Non stupisce l’entusiasmo di Queneau per N’avez-vous pas froid (questo il titolo originale): è un libro scritto tutto in equilibrio su una lama, se metti un piede in fallo cadi e ti squarci. Una tale mancanza di appigli, una nudità così scoperta non poteva non piacere a Queneau. Non tanto per la storia, ma per come è raccontata. C’è un romanzo di Queneau, meno noto rispetto ai maggiori, e che è tra i suoi più belli, Chêne et chien, quercia e cane, così intitolato perché la quercia spinge i suoi rami in alto e il cane sta con il naso attaccato a terra, volendone sentir gli odori (intime, inscindibili pulsioni). Per quel romanzo Queneau si è inventato una lingua, in quel caso non il neo-francese, scrittura fonetica per ridere di cui ha dato esempi celeberrimi in Zazie. No, in Quercia e cane si è inventato un fraseggio che sembra in versi, che va letto come fosse musica, ma è romanzo. Così nuovo, eppure agli antipodi rispetto alla sperimentazione avanguardistica, quasi uno sberleffo nei confronti del Surrealismo. In quel romanzo, anche Queneau racconta di una separazione e della solitudine e di paure e di corpi, spezzati, e del silenzio. “Ascolta il mio cuore che ti manda frasi”, scrive Georges a Dora nella prima lettera, datata 26 dicembre 1960. Sarà suggestione? Il libro è a battiti, ogni emissione è pulsata, sistole e diastole, la pompa del cuore.

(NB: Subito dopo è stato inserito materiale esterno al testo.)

//! Symbol and number injectors

use super::accumulator::CandidateAccumulator;
use super::alphabet::Alphabet;
use crate::error::Result;

/// Insert every symbol at every interior character boundary of `s`,
/// keeping results inside the accumulator's window.
///
/// Inputs of length <= 1 have no interior point and emit nothing.
/// Cost is O(chars(s) * |symbols|), the dominant driver with long bases.
pub fn inject_symbols(s: &str, alphabet: &Alphabet, acc: &mut CandidateAccumulator) -> Result<()> {
    let window = acc.window();
    let char_len = s.chars().count();
    // Every injected candidate has exactly char_len + 1 characters
    if !window.contains(char_len + 1) {
        return Ok(());
    }

    for (pos, _) in s.char_indices().skip(1) {
        for &sym in alphabet.symbols() {
            let mut candidate = String::with_capacity(s.len() + sym.len_utf8());
            candidate.push_str(&s[..pos]);
            candidate.push(sym);
            candidate.push_str(&s[pos..]);
            acc.push(candidate)?;
        }
    }
    Ok(())
}

/// Prepend and append every numbers-table entry to `s`, filtered by the
/// accumulator's window.
///
/// An entry that cannot fit (`chars(s) + chars(num) > max`) is skipped in
/// both orientations before any allocation. With the exhaustive profile
/// this early exit is what keeps the injector tractable.
pub fn inject_numbers(s: &str, alphabet: &Alphabet, acc: &mut CandidateAccumulator) -> Result<()> {
    let window = acc.window();
    let char_len = s.chars().count();
    if char_len + alphabet.min_number_len() > window.max {
        return Ok(());
    }

    for num in alphabet.numbers() {
        if char_len + num.len() > window.max {
            continue;
        }
        acc.push(format!("{}{}", num, s))?;
        acc.push(format!("{}{}", s, num))?;
    }
    Ok(())
}

#[cfg(test)]
mod tests {
    use super::*;
    use crate::types::{LengthWindow, NumberProfile};

    fn acc(min: usize, max: usize) -> CandidateAccumulator {
        CandidateAccumulator::new(LengthWindow::new(min, max), None)
    }

    #[test]
    fn test_symbol_injection_interior_only() {
        let alphabet = Alphabet::new(NumberProfile::Basic);
        let mut acc = acc(3, 3);
        inject_symbols("ab", &alphabet, &mut acc).unwrap();
        // One interior point, 30 symbols
        assert_eq!(acc.len(), 30);
        assert!(acc.contains("a!b"));
        assert!(acc.contains("a~b"));
        assert!(!acc.contains("!ab"));
        assert!(!acc.contains("ab!"));
    }

    #[test]
    fn test_symbol_injection_short_input() {
        let alphabet = Alphabet::new(NumberProfile::Basic);
        let mut acc = acc(1, 10);
        inject_symbols("a", &alphabet, &mut acc).unwrap();
        inject_symbols("", &alphabet, &mut acc).unwrap();
        assert!(acc.is_empty());
    }

    #[test]
    fn test_symbol_injection_window_filter() {
        let alphabet = Alphabet::new(NumberProfile::Basic);
        // "abc" + one symbol is 4 chars, outside 6..=16
        let mut acc = acc(6, 16);
        inject_symbols("abc", &alphabet, &mut acc).unwrap();
        assert!(acc.is_empty());
    }

    #[test]
    fn test_symbol_injection_multibyte_boundaries() {
        let alphabet = Alphabet::new(NumberProfile::Basic);
        let mut acc = acc(3, 3);
        inject_symbols("éz", &alphabet, &mut acc).unwrap();
        assert_eq!(acc.len(), 30);
        assert!(acc.contains("é!z"));
    }

    #[test]
    fn test_number_injection_both_orientations() {
        let alphabet = Alphabet::new(NumberProfile::Basic);
        let mut acc = acc(3, 3);
        inject_numbers("ab", &alphabet, &mut acc).unwrap();
        // 10 digits, prefix and suffix forms
        assert_eq!(acc.len(), 20);
        assert!(acc.contains("7ab"));
        assert!(acc.contains("ab7"));
    }

    #[test]
    fn test_number_injection_early_skip() {
        let alphabet = Alphabet::new(NumberProfile::Exhaustive { bound: 10_000 });
        // Only 1-char entries fit a max of 5 around a 4-char word
        let mut acc = acc(1, 5);
        inject_numbers("word", &alphabet, &mut acc).unwrap();
        assert_eq!(acc.len(), 20);
        assert!(acc.contains("word9"));
        assert!(!acc.contains("word10"));
    }

    #[test]
    fn test_number_injection_nothing_fits() {
        let alphabet = Alphabet::new(NumberProfile::Basic);
        let mut acc = acc(1, 4);
        inject_numbers("word", &alphabet, &mut acc).unwrap();
        assert!(acc.is_empty());
    }
}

“Dora, cosa farai della tua vita fratturata?”, chiede il marito, che è pastore protestante, rimasto a Parigi, a casa, sotto il tetto coniugale, alla moglie che è fuggita, in Svizzera, lasciando anche i figli, dopo dieci anni di matrimonio, e un’apparenza felice. Nella realtà c’è stata effettivamente rottura tra il marito, realmente pastore protestante, e lei, l’autrice, messasi proprio allora a scrivere frasi spezzate, quelle frasi che Michel Leiris e Raymond Queneau fecero pubblicare da Gallimard. Ma non c’è un attimo, grazie anche alla traduzione misurata di Silvia Marzocchi, in cui venga da pensare che le lettere siano di una donna. Il romanzo delle lettere sta tutto in questa finzione: a esprimersi è lui, lui interroga lei sulle ragioni e non ragioni della rottura. L’autrice lo fa, s’insinua nella scrittura del marito, per porre a se stessa quelle domande. Che sono senza risposta, come lo è qualunque romanzo, ma che vanno poste e che solo la finzione del romanzo permette di porre con tale ferma, scandita presenza.

Ed è allo stesso tempo l’oggettivazione della romanziera a trasformare le tante riflessioni del pastore su di sé nel progressivo comporsi di un (auto)ritratto che sovrappone i tratti di Georges e quelli di Dora, della quercia e del cane i quali, entrambi, agiscono e pensano in ognuno dei due. L’ultima lettera datata è del 2 giugno 1961, con cui la storia si chiude.

Interessante la postfazione di Annalisa Lombardi che illustra e argomenta la “poetica bessettiana della disarticolazione della frase”. Ed anche, in parallelo, la figura della sottrazione come costante della scrittura di Hélène Bessette, la cui Dora, evocando una più nota Nora, ne sarebbe l’erede, ormai assente dalla pagina, allontanata, per meglio mettere a fuoco quello che è stato, letterariamente, dopo di lei.